Huck's cure, first shared by Mark Twain in "The Adventures of Tom Sawyer," is recounted by researcher James Whorton in a review of America's fascination with folk remedies in a recent Journal of the American Medical Assn.
The nation's fitness craze fits comfortably into its folk medicine tradition, Whorton said, "a spectrum darkly occult at the magical end, but enlightened at the other end, in the sense of relying on common sense, empiricism and a rudimentary sort of scientific thinking."
Often, Whorton notes, the two approaches meet halfway.
Roots and herbs might be mixed in a way that has some medicinal value, then administered in a ritual fashion expressing "belief in the power of magic to at least temporarily control the supernatural forces beneath a threatening and inexplicable reality."

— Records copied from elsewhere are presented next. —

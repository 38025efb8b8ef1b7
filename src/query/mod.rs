//! Query parsing and execution.
//!
//! Pipeline: `normalize` → `parse_statement` (→ `parse_condition`) →
//! `schema::associate` → `Predicate::build` → `scan` per FROM table → merge.

pub mod ast;
pub mod executor;
pub mod lexer;
pub mod normalize;
pub mod parser;
pub mod predicates;
pub mod scan;

pub use ast::{Condition, Operand, Operator, Statement};
pub use executor::QueryEngine;
pub use normalize::normalize;
pub use parser::{parse_condition, parse_statement};
pub use predicates::{compare_values, Predicate};
pub use scan::{project, scan, scan_indexed};
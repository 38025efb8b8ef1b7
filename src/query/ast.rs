//! Parsed query structures.

use serde::Serialize;
use serde_json::Value;
use std::cmp::Ordering;
use std::fmt;

/// Parsed `SELECT ... FROM ... [WHERE ...]` statement.
#[derive(Debug, Clone, PartialEq, Serialize)]
pub struct Statement {
    /// Requested columns as written, expected in `table.column` form
    pub columns: Vec<String>,
    /// Tables listed in FROM, in order
    pub tables: Vec<String>,
    /// Optional single comparison
    pub condition: Option<Condition>,
}

/// Single comparison clause: `left_table.left_column <op> right`.
#[derive(Debug, Clone, PartialEq, Serialize)]
pub struct Condition {
    pub left_table: String,
    pub left_column: String,
    pub operator: Operator,
    pub right: Operand,
}

impl Condition {
    /// Table of the right operand, when it is a column reference.
    pub fn right_table(&self) -> Option<&str> {
        match &self.right {
            Operand::Column { table, .. } => Some(table),
            Operand::Literal(_) => None,
        }
    }
}

/// Right-hand side of a condition.
#[derive(Debug, Clone, PartialEq, Serialize)]
#[serde(rename_all = "snake_case")]
pub enum Operand {
    /// Another table's column, read at the same row index
    Column { table: String, column: String },
    /// Number or (unquoted) string literal
    Literal(Value),
}

/// Comparison operator.
#[derive(Debug, Clone, Copy, PartialEq, Eq, Serialize)]
pub enum Operator {
    #[serde(rename = "=")]
    Eq,
    #[serde(rename = "<")]
    Lt,
    #[serde(rename = ">")]
    Gt,
    #[serde(rename = "<=")]
    Le,
    #[serde(rename = ">=")]
    Ge,
}

impl Operator {
    /// SQL spelling of the operator.
    pub fn as_str(&self) -> &'static str {
        match self {
            Self::Eq => "=",
            Self::Lt => "<",
            Self::Gt => ">",
            Self::Le => "<=",
            Self::Ge => ">=",
        }
    }

    /// Whether `left <op> right` holds given their ordering.
    pub fn holds(&self, ordering: Ordering) -> bool {
        match self {
            Self::Eq => ordering == Ordering::Equal,
            Self::Lt => ordering == Ordering::Less,
            Self::Gt => ordering == Ordering::Greater,
            Self::Le => ordering != Ordering::Greater,
            Self::Ge => ordering != Ordering::Less,
        }
    }
}

impl fmt::Display for Operator {
    fn fmt(&self, f: &mut fmt::Formatter<'_>) -> fmt::Result {
        f.write_str(self.as_str())
    }
}
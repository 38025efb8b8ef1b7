//! Quote-aware case folding.

use crate::types::{QueryError, Result};

/// Lower-case query text outside of the first quoted literal.
///
/// The literal (single- or double-quoted, closed by the same quote
/// character) is copied byte for byte so string comparisons stay
/// case-sensitive. Text without quotes is lower-cased entirely.
///
/// # Errors
///
/// Returns `QueryError::MalformedLiteral` if the opening quote is never closed
///
/// # Example
///
/// ```rust
/// use percolate_query::query::normalize;
///
/// let text = normalize("SELECT t.a FROM t WHERE t.b = 'MixedCase'").unwrap();
/// assert_eq!(text, "select t.a from t where t.b = 'MixedCase'");
/// ```
pub fn normalize(text: &str) -> Result<String> {
    let Some(begin) = text.find(&['\'', '"'][..]) else {
        return Ok(text.to_lowercase());
    };

    let quote = &text[begin..begin + 1];
    let end = text[begin + 1..]
        .find(quote)
        .map(|offset| begin + 1 + offset)
        .ok_or(QueryError::MalformedLiteral(begin))?;

    let mut normalized = String::with_capacity(text.len());
    normalized.push_str(&text[..begin].to_lowercase());
    normalized.push_str(&text[begin..=end]);
    normalized.push_str(&text[end + 1..].to_lowercase());
    Ok(normalized)
}
//! Query tool configuration.
//!
//! Settings live in a YAML file (`~/.p8/query.yaml`, or the path in
//! `P8_QUERY_CONFIG`). Every key is optional; command-line flags override
//! whatever the file says.
//!
//! ```yaml
//! database: ~/.p8/data/demo.json
//! format: json
//! log_filter: percolate_query=debug
//! log_json: false
//! ```

use crate::types::{QueryError, Result};
use serde::{Deserialize, Serialize};
use std::fs;
use std::path::{Path, PathBuf};

/// Environment variable naming an explicit config file.
pub const CONFIG_ENV: &str = "P8_QUERY_CONFIG";

/// Result rendering for the command-line tool.
#[derive(
    Debug, Clone, Copy, Default, PartialEq, Eq, Serialize, Deserialize, clap::ValueEnum,
)]
#[serde(rename_all = "lowercase")]
pub enum OutputFormat {
    /// Aligned text columns
    #[default]
    Table,
    /// Pretty-printed JSON array
    Json,
    /// CSV with a header row
    Csv,
}

/// Tool configuration.
#[derive(Debug, Clone, PartialEq, Serialize, Deserialize)]
#[serde(default)]
pub struct Config {
    /// JSON database file (`~` and `$VAR` are expanded).
    pub database: Option<PathBuf>,
    /// Default output format.
    pub format: OutputFormat,
    /// `tracing` filter used when `RUST_LOG` is unset.
    pub log_filter: String,
    /// Emit logs as JSON lines.
    pub log_json: bool,
}

impl Default for Config {
    fn default() -> Self {
        Self {
            database: None,
            format: OutputFormat::default(),
            log_filter: "warn".to_string(),
            log_json: false,
        }
    }
}

impl Config {
    /// Get default config directory (~/.p8/).
    pub fn config_dir() -> Result<PathBuf> {
        let home = std::env::var("HOME")
            .map_err(|_| QueryError::ConfigError("HOME not set".to_string()))?;
        Ok(PathBuf::from(home).join(".p8"))
    }

    /// Get config file path (`$P8_QUERY_CONFIG` or ~/.p8/query.yaml).
    pub fn config_file() -> Result<PathBuf> {
        match std::env::var_os(CONFIG_ENV) {
            Some(path) => expand_path(Path::new(&path)),
            None => Ok(Self::config_dir()?.join("query.yaml")),
        }
    }

    /// Load configuration from the default location.
    ///
    /// A missing file yields the defaults.
    pub fn load() -> Result<Self> {
        let config_file = Self::config_file()?;

        if config_file.exists() {
            Self::load_from(&config_file)
        } else {
            tracing::debug!(path = %config_file.display(), "No config file, using defaults");
            Ok(Self::default())
        }
    }

    /// Load configuration from a specific file.
    pub fn load_from<P: AsRef<Path>>(path: P) -> Result<Self> {
        let content = fs::read_to_string(path.as_ref())?;
        Self::from_yaml(&content)
    }

    /// Parse configuration from YAML text.
    pub fn from_yaml(content: &str) -> Result<Self> {
        if content.trim().is_empty() {
            return Ok(Self::default());
        }
        serde_yaml::from_str(content)
            .map_err(|e| QueryError::ConfigError(format!("Invalid config: {}", e)))
    }

    /// Save configuration to a file.
    pub fn save_to<P: AsRef<Path>>(&self, path: P) -> Result<()> {
        let content = serde_yaml::to_string(self)?;
        fs::write(path, content)?;
        Ok(())
    }

    /// Configured database path with `~` and variables expanded.
    pub fn database_path(&self) -> Result<Option<PathBuf>> {
        self.database.as_deref().map(expand_path).transpose()
    }
}

/// Expand `~` and environment variables in a path.
pub fn expand_path(path: &Path) -> Result<PathBuf> {
    let raw = path
        .to_str()
        .ok_or_else(|| QueryError::ConfigError(format!("Non UTF-8 path: {}", path.display())))?;
    let expanded = shellexpand::full(raw)
        .map_err(|e| QueryError::ConfigError(format!("Cannot expand '{}': {}", raw, e)))?;
    Ok(PathBuf::from(expanded.as_ref()))
}
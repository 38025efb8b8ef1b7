//! Core data types for the query engine.
//!
//! Defines fundamental types used throughout the system:
//! - `Database`: Named tables, read-only to the engine
//! - `Table`: Ordered sequence of records with an inferred schema
//! - `QueryError`: Error types for all operations
//! - `Result`: Convenient result type alias

pub mod error;
pub mod table;

pub use error::{QueryError, Result};
pub use table::{Database, Record, ResultRow, Table};
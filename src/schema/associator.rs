//! Table/column association.

use crate::types::{Database, QueryError, Result};
use serde::Serialize;

/// Columns requested from each FROM table, in FROM order.
///
/// Tables that contribute no columns are still present with an empty list.
#[derive(Debug, Clone, Default, PartialEq, Serialize)]
pub struct ColumnMap {
    entries: Vec<(String, Vec<String>)>,
}

impl ColumnMap {
    /// Requested columns of `table`, in request order.
    pub fn columns(&self, table: &str) -> Option<&[String]> {
        self.entries
            .iter()
            .find(|(name, _)| name == table)
            .map(|(_, columns)| columns.as_slice())
    }

    /// Tables in FROM order.
    pub fn tables(&self) -> impl Iterator<Item = &str> {
        self.entries.iter().map(|(name, _)| name.as_str())
    }

    pub fn len(&self) -> usize {
        self.entries.len()
    }

    pub fn is_empty(&self) -> bool {
        self.entries.is_empty()
    }

    fn contains(&self, table: &str) -> bool {
        self.entries.iter().any(|(name, _)| name == table)
    }

    fn push_column(&mut self, table: &str, column: &str) {
        if let Some((_, columns)) = self.entries.iter_mut().find(|(name, _)| name == table) {
            columns.push(column.to_string());
        }
    }
}

/// Validate FROM tables and requested columns against the database.
///
/// # Arguments
///
/// * `db` - Database supplying tables and inferred schemas
/// * `tables` - Tables listed in FROM
/// * `columns` - Requested `table.column` identifiers
///
/// # Errors
///
/// - `QueryError::InvalidSyntax` if a table is listed twice
/// - `QueryError::UnknownReference` if a table does not exist, a column is
///   unqualified, its table is not in FROM, or the column is not in the schema
/// - `QueryError::EmptyTable` if a column is requested from a table with no records
///
/// # Example
///
/// ```rust
/// use percolate_query::{schema::associate, Database};
/// use serde_json::json;
///
/// let db = Database::from_value(json!({"t": [{"a": 1, "b": 2}]})).unwrap();
/// let map = associate(&db, &["t".into()], &["t.b".into(), "t.a".into()]).unwrap();
/// assert_eq!(map.columns("t").unwrap(), ["b", "a"]);
/// ```
pub fn associate(db: &Database, tables: &[String], columns: &[String]) -> Result<ColumnMap> {
    let mut map = ColumnMap::default();

    for table in tables {
        if map.contains(table) {
            return Err(QueryError::syntax(format!(
                "table '{}' is listed more than once in FROM",
                table
            )));
        }
        if !db.has_table(table) {
            return Err(QueryError::unknown(format!("table '{}' does not exist", table)));
        }
        map.entries.push((table.clone(), Vec::new()));
    }

    for requested in columns {
        let (table, column) = requested.split_once('.').ok_or_else(|| {
            QueryError::unknown(format!("column '{}' is not qualified with a table", requested))
        })?;

        if !map.contains(table) {
            return Err(QueryError::unknown(format!(
                "table '{}' of column '{}' is not listed in FROM",
                table, requested
            )));
        }

        let schema = db
            .table(table)
            .ok_or_else(|| QueryError::unknown(format!("table '{}' does not exist", table)))?;
        match schema.has_column(column) {
            None => return Err(QueryError::EmptyTable(table.to_string())),
            Some(false) => {
                return Err(QueryError::unknown(format!(
                    "column '{}' does not exist",
                    requested
                )))
            }
            Some(true) => map.push_column(table, column),
        }
    }

    tracing::debug!(tables = map.len(), columns = columns.len(), "Associated columns");
    Ok(map)
}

Whorton said new traditions of self-care, such as running, vitamin therapy and macrobiotic diets, are "rooted in the same fear of illness and desire for personal control of cure and health that gave life to the old ones."
Whorton recounts what he calls "one of the most engrossing medical consultations of the 19th Century." Huck reminds Tom that his cure for warts is most effective after a particularly evil person has been buried and the devil shows up to take the sinner away.

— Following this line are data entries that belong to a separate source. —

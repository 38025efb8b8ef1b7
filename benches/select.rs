use criterion::{black_box, criterion_group, criterion_main, Criterion};
use percolate_query::{Database, QueryEngine};
use serde_json::{json, Value};

fn engine(rows: usize) -> QueryEngine {
    let people: Vec<Value> = (0..rows)
        .map(|i| json!({"id": i, "name": format!("person-{}", i), "age": i % 90}))
        .collect();
    let badges: Vec<Value> = (0..rows)
        .map(|i| json!({"id": if i % 3 == 0 { i } else { i + 1 }, "badge": format!("B{}", i)}))
        .collect();

    let db = Database::from_value(json!({"people": people, "badges": badges}))
        .expect("benchmark fixture is well formed");
    QueryEngine::new(db)
}

fn bench_select(c: &mut Criterion) {
    let engine = engine(10_000);

    c.bench_function("parse", |b| {
        b.iter(|| {
            QueryEngine::parse(black_box(
                "SELECT people.name, people.age FROM people WHERE people.name = 'person-42'",
            ))
        })
    });

    c.bench_function("scan_project_10k", |b| {
        b.iter(|| engine.execute(black_box("SELECT people.name FROM people")))
    });

    c.bench_function("filter_literal_10k", |b| {
        b.iter(|| engine.execute(black_box("SELECT people.name FROM people WHERE people.age >= 45")))
    });

    c.bench_function("positional_merge_10k", |b| {
        b.iter(|| {
            engine.execute(black_box(
                "SELECT people.name, badges.badge FROM people, badges WHERE people.id = badges.id",
            ))
        })
    });
}

criterion_group!(benches, bench_select);
criterion_main!(benches);
//! REM Query CLI
//!
//! Runs SELECT queries against a JSON database file
//! (`{ "table": [ {..record..}, .. ], .. }`).

use anyhow::{Context, Result};
use clap::{Parser, Subcommand};
use colored::Colorize;
use percolate_query::config::{expand_path, Config, OutputFormat};
use percolate_query::output::render;
use percolate_query::{Database, QueryEngine};
use serde_json::json;
use std::io::IsTerminal;
use std::path::PathBuf;
use tracing_subscriber::EnvFilter;

/// REM Query CLI - SELECT over in-memory JSON tables
#[derive(Parser)]
#[command(name = "rem-query")]
#[command(about = "Run SELECT queries over JSON tables", long_about = None)]
#[command(version)]
struct Cli {
    /// Config file (overrides P8_QUERY_CONFIG)
    #[arg(long, global = true)]
    config: Option<PathBuf>,

    /// Database file (overrides the config file)
    #[arg(long, short, global = true, env = "P8_QUERY_DB")]
    db: Option<PathBuf>,

    /// Output format (overrides the config file)
    #[arg(long, short, global = true, value_enum)]
    format: Option<OutputFormat>,

    /// Emit logs as JSON lines
    #[arg(long, global = true)]
    log_json: bool,

    #[command(subcommand)]
    command: Commands,
}

#[derive(Subcommand)]
enum Commands {
    /// Execute one or more queries
    Run {
        /// Query text, e.g. "SELECT employees.name FROM employees"
        #[arg(required = true)]
        queries: Vec<String>,
    },

    /// Print the parsed form of a query
    Explain {
        /// Query text
        query: String,
    },

    /// List tables with row counts and inferred columns
    Tables,

    /// Run the sample queries against built-in sample data
    Demo,
}

fn main() -> Result<()> {
    let cli = Cli::parse();
    let config = load_config(&cli)?;
    init_tracing(&config);

    let color = std::io::stdout().is_terminal();

    match cli.command {
        Commands::Run { queries } => {
            let engine = QueryEngine::new(open_database(&config)?);
            for (i, query) in queries.iter().enumerate() {
                if i > 0 {
                    println!();
                }
                let rows = engine
                    .execute(query)
                    .with_context(|| format!("Query failed: {}", query.trim()))?;
                println!("{}", render(&rows, config.format, color)?);
            }
        }

        Commands::Explain { query } => {
            let statement = QueryEngine::parse(&query)?;
            println!("{}", serde_json::to_string_pretty(&statement)?);
        }

        Commands::Tables => {
            let db = open_database(&config)?;
            for (name, table) in db.tables() {
                let columns = table
                    .schema()
                    .map(|columns| columns.join(", "))
                    .unwrap_or_else(|| "(empty)".to_string());
                let name = if color { name.bold().to_string() } else { name.to_string() };
                println!("{} [{} rows]: {}", name, table.len(), columns);
            }
        }

        Commands::Demo => {
            let engine = QueryEngine::new(sample_database()?);
            for query in SAMPLE_QUERIES {
                let heading = format!("> {}", query);
                println!("{}", if color { heading.cyan().to_string() } else { heading });
                match engine.execute(query) {
                    Ok(rows) => println!("{}\n", render(&rows, config.format, color)?),
                    Err(err) => println!("error: {}\n", err),
                }
            }
        }
    }

    Ok(())
}

/// Config file, then command-line overrides.
fn load_config(cli: &Cli) -> Result<Config> {
    let mut config = match &cli.config {
        Some(path) => {
            let path = expand_path(path)?;
            Config::load_from(&path)
                .with_context(|| format!("Cannot read config {}", path.display()))?
        }
        None => Config::load()?,
    };

    if let Some(db) = &cli.db {
        config.database = Some(db.clone());
    }
    if let Some(format) = cli.format {
        config.format = format;
    }
    if cli.log_json {
        config.log_json = true;
    }
    Ok(config)
}

fn init_tracing(config: &Config) {
    let filter = EnvFilter::try_from_default_env()
        .unwrap_or_else(|_| EnvFilter::new(&config.log_filter));
    let builder = tracing_subscriber::fmt()
        .with_env_filter(filter)
        .with_writer(std::io::stderr);

    if config.log_json {
        builder.json().init();
    } else {
        builder.init();
    }
}

fn open_database(config: &Config) -> Result<Database> {
    let path = config
        .database_path()?
        .context("No database given: pass --db, set P8_QUERY_DB, or set `database` in the config")?;
    Database::load(&path).with_context(|| format!("Cannot load database {}", path.display()))
}

const SAMPLE_QUERIES: [&str; 4] = [
    "SELECT employees.name FROM employees",
    "SELECT employees.id, employees.name FROM employees WHERE employees.id = 1",
    "SELECT monsters.id, monsters.name, monsters.home FROM monsters WHERE monsters.home = 'Himalaya Mountains'",
    "SELECT monsters.name, monsters.home FROM monsters WHERE monsters.id = employees.id",
];

fn sample_database() -> Result<Database> {
    Ok(Database::from_value(json!({
        "employees": [
            {"id": 1, "name": "Alice", "phone": "12345678"},
            {"id": 2, "name": "Bob", "phone": "87654321"}
        ],
        "monsters": [
            {"id": 1, "name": "Loch Ness Monster", "home": "Loch Ness, Scotland"},
            {"id": 6, "name": "Yeti", "home": "Himalaya Mountains"}
        ]
    }))?)
}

"You heave your cat after 'em," Huck says, "and say, 'Devil follow corpse, cat follow devil, warts follow cat, I'm done with ye!' That'll fetch any wart."

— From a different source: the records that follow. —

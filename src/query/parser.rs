//! Statement and condition parser.
//!
//! Recursive descent over the token stream from [`tokenize`]. Grammar
//! (input is already normalized, so keywords are lower case):
//!
//! ```text
//! statement := "select" list "from" list [ ";" | "where" condition ]
//! list      := word { "," word }
//! condition := qualified op { skip } ( string | number | qualified ) [ ";" ]
//! op        := "=" | "<" | ">" | "<=" | ">="
//! skip      := op | "," | ";" | any other non-word character
//! ```
//!
//! So `t.a == 1`, `t.a = = 1` and `t.a = (1` all read as `t.a = 1`.

use crate::query::ast::{Condition, Operand, Statement};
use crate::query::lexer::{tokenize, Token, TokenKind};
use crate::types::{QueryError, Result};
use regex::Regex;
use serde_json::{Number, Value};
use std::sync::OnceLock;

const KEYWORDS: [&str; 3] = ["select", "from", "where"];

/// Shortest condition text accepted (`a.b=1` is the shortest useful one).
const MIN_CONDITION_LEN: usize = 3;

/// Parse a normalized `SELECT` statement.
///
/// # Errors
///
/// Returns `QueryError::InvalidSyntax` for any unrecognized shape,
/// including a failure inside the WHERE condition
///
/// # Example
///
/// ```rust
/// use percolate_query::query::parse_statement;
///
/// let stmt = parse_statement("select employees.id, employees.name from employees").unwrap();
/// assert_eq!(stmt.columns, vec!["employees.id", "employees.name"]);
/// assert_eq!(stmt.tables, vec!["employees"]);
/// assert!(stmt.condition.is_none());
/// ```
pub fn parse_statement(text: &str) -> Result<Statement> {
    Parser::new(text)
        .and_then(|mut parser| parser.statement())
        .map_err(into_syntax)
}

/// Parse a single comparison clause such as `monsters.id = employees.id`.
///
/// # Errors
///
/// Returns `QueryError::InvalidSyntax` if the clause is too short, has no
/// operator or left operand, or has a malformed right operand
pub fn parse_condition(text: &str) -> Result<Condition> {
    check_condition_len(text)?;
    Parser::new(text)
        .and_then(|mut parser| {
            let condition = parser.condition()?;
            parser.expect_end()?;
            Ok(condition)
        })
        .map_err(into_syntax)
}

fn into_syntax(err: QueryError) -> QueryError {
    match err {
        QueryError::MalformedLiteral(offset) => {
            QueryError::syntax(format!("unterminated quote at byte {}", offset))
        }
        other => other,
    }
}

fn check_condition_len(text: &str) -> Result<()> {
    if text.trim().len() < MIN_CONDITION_LEN {
        return Err(QueryError::syntax(format!(
            "condition '{}' is too short",
            text.trim()
        )));
    }
    Ok(())
}

struct Parser<'a> {
    text: &'a str,
    tokens: Vec<Token>,
    pos: usize,
}

impl<'a> Parser<'a> {
    fn new(text: &'a str) -> Result<Self> {
        Ok(Self {
            text,
            tokens: tokenize(text)?,
            pos: 0,
        })
    }

    fn peek(&self) -> Option<&TokenKind> {
        self.tokens.get(self.pos).map(|token| &token.kind)
    }

    fn next(&mut self) -> Option<&Token> {
        let token = self.tokens.get(self.pos);
        if token.is_some() {
            self.pos += 1;
        }
        token
    }

    fn at_keyword(&self, keyword: &str) -> bool {
        matches!(self.peek(), Some(TokenKind::Word(word)) if word == keyword)
    }

    fn expect_keyword(&mut self, keyword: &str) -> Result<()> {
        if self.at_keyword(keyword) {
            self.pos += 1;
            Ok(())
        } else {
            Err(QueryError::syntax(match self.peek() {
                Some(kind) => format!("expected '{}', found {}", keyword, kind),
                None => format!("expected '{}', found end of query", keyword),
            }))
        }
    }

    fn expect_end(&mut self) -> Result<()> {
        if let Some(TokenKind::Semi) = self.peek() {
            self.pos += 1;
        }
        match self.next() {
            None => Ok(()),
            Some(token) => Err(QueryError::syntax(format!(
                "unexpected {} at byte {}",
                token.kind, token.offset
            ))),
        }
    }

    fn statement(&mut self) -> Result<Statement> {
        if !self.at_keyword("select") {
            return Err(QueryError::syntax("query must start with SELECT"));
        }
        self.pos += 1;

        let columns = self.list("column")?;
        self.expect_keyword("from")?;
        let tables = self.list("table")?;

        let condition = if self.at_keyword("where") {
            let where_token = &self.tokens[self.pos];
            check_condition_len(&self.text[where_token.offset + "where".len()..])?;
            self.pos += 1;
            Some(self.condition()?)
        } else {
            None
        };
        self.expect_end()?;

        tracing::debug!(
            columns = columns.len(),
            tables = tables.len(),
            filtered = condition.is_some(),
            "Parsed statement"
        );

        Ok(Statement {
            columns,
            tables,
            condition,
        })
    }

    /// Comma-separated identifiers; at least one is required.
    fn list(&mut self, what: &str) -> Result<Vec<String>> {
        let mut items = Vec::new();
        loop {
            match self.next().map(|token| &token.kind) {
                Some(TokenKind::Word(word)) if !KEYWORDS.contains(&word.as_str()) => {
                    items.push(word.clone());
                }
                Some(kind) => {
                    return Err(QueryError::syntax(format!("expected {}, found {}", what, kind)))
                }
                None => {
                    return Err(QueryError::syntax(format!(
                        "expected {}, found end of query",
                        what
                    )))
                }
            }

            if let Some(TokenKind::Comma) = self.peek() {
                self.pos += 1;
            } else {
                return Ok(items);
            }
        }
    }

    /// Skip non-word, non-literal tokens between the operator and its operand.
    fn skip_to_operand(&mut self) {
        while let Some(TokenKind::Op(_) | TokenKind::Comma | TokenKind::Semi | TokenKind::Other(_)) =
            self.peek()
        {
            self.pos += 1;
        }
    }

    fn condition(&mut self) -> Result<Condition> {
        let (left_table, left_column) = match self.next().map(|token| &token.kind) {
            Some(TokenKind::Word(word)) => split_qualified(word).ok_or_else(|| {
                QueryError::syntax(format!("left operand '{}' is not table.column", word))
            })?,
            Some(TokenKind::Op(_)) => {
                return Err(QueryError::syntax("condition has no left operand"))
            }
            Some(kind) => {
                return Err(QueryError::syntax(format!(
                    "left operand must be table.column, found {}",
                    kind
                )))
            }
            None => return Err(QueryError::syntax("empty condition")),
        };

        let operator = match self.next().map(|token| &token.kind) {
            Some(TokenKind::Op(op)) => *op,
            _ => return Err(QueryError::syntax("missing comparison operator")),
        };
        self.skip_to_operand();

        let right = match self.next().map(|token| &token.kind) {
            Some(TokenKind::Str(text)) => Operand::Literal(Value::String(text.clone())),
            Some(TokenKind::Number(number)) => Operand::Literal(parse_number(number)?),
            Some(TokenKind::Word(word)) => {
                let (table, column) = split_qualified(word).ok_or_else(|| {
                    QueryError::syntax(format!(
                        "right operand '{}' is neither a literal nor table.column",
                        word
                    ))
                })?;
                Operand::Column { table, column }
            }
            Some(kind) => {
                return Err(QueryError::syntax(format!(
                    "invalid right operand {}",
                    kind
                )))
            }
            None => return Err(QueryError::syntax("condition has no right operand")),
        };

        Ok(Condition {
            left_table,
            left_column,
            operator,
            right,
        })
    }
}

/// Split `table.column` into its two non-empty parts.
fn split_qualified(word: &str) -> Option<(String, String)> {
    let mut parts = word.split('.');
    match (parts.next(), parts.next(), parts.next()) {
        (Some(table), Some(column), None) if !table.is_empty() && !column.is_empty() => {
            Some((table.to_string(), column.to_string()))
        }
        _ => None,
    }
}

fn numeric_shape() -> &'static Regex {
    static SHAPE: OnceLock<Regex> = OnceLock::new();
    SHAPE.get_or_init(|| Regex::new(r"^\d[\d, ]*(\.\d+)?$").expect("valid numeric literal regex"))
}

/// Convert a numeric literal (with optional `,`/space grouping) to a JSON number.
fn parse_number(literal: &str) -> Result<Value> {
    if !numeric_shape().is_match(literal) {
        return Err(QueryError::syntax(format!("malformed number '{}'", literal)));
    }

    let digits: String = literal.chars().filter(|c| !matches!(c, ',' | ' ')).collect();
    if !digits.contains('.') {
        if let Ok(int) = digits.parse::<u64>() {
            return Ok(Value::Number(int.into()));
        }
    }

    digits
        .parse::<f64>()
        .ok()
        .and_then(Number::from_f64)
        .map(Value::Number)
        .ok_or_else(|| QueryError::syntax(format!("malformed number '{}'", literal)))
}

"However sophisticated the modern fitness enthusiast may deem himself, his morning bowl of granola replete with bran flakes is not all that far removed from dead cats being thrown at the devil," wrote Whorton, who did not try to evaluate the effectiveness of the modern therapies.
Whorton traces the folk remedy tradition from the American colonists' practice of drinking sheep-dung tea to treat smallpox to practices like macrobiotic dieting, marathon running, megadoses of vitamins and aerobic dancing.
The decline of folk treatment in the United States, except for self-care, most likely began with the emergence of the urban-industrial society of the early 1800s, Whorton said.
Many of the earliest folk medicine practices were rural and regional. Chewing mustard seed, for instance, became a widespread preventive measure in the yellow fever belt of the South.
But city dwellers' highly specialized economy forced them into dependency on others for many services, including medical care, Whorton wrote.
There were campaigns in the early 1800s "to return medical autonomy to the people by organizing folk remedies into practicable systems of self-care," Whorton said.
Effort Brought Graham Cracker
Among the most successful efforts were those of New Hampshire farmer Samuel Thomson and Presbyterian minister Sylvester Graham, inventor of the Graham cracker.
But, Whorton said, "The high degree of commercialization, even hucksterism, that now characterizes health-food consumption" can be traced to John Harvey Kellogg, who learned of Graham's folk-healing philosophy through his upbringing in the Seventh-Day Adventist Church.
Kellogg implemented Graham's high-fiber, highly moral campaign at the Battle Creek Sanitarium that he directed in Michigan from 1876 until 1942.
A tireless lecturer and author, Kellogg developed nut- and soy-based meat substitutes at the sanitarium and later, with his brother, Will, and former sanitarium patient C. W. Post, put Battle Creek on the map with breakfast cereals.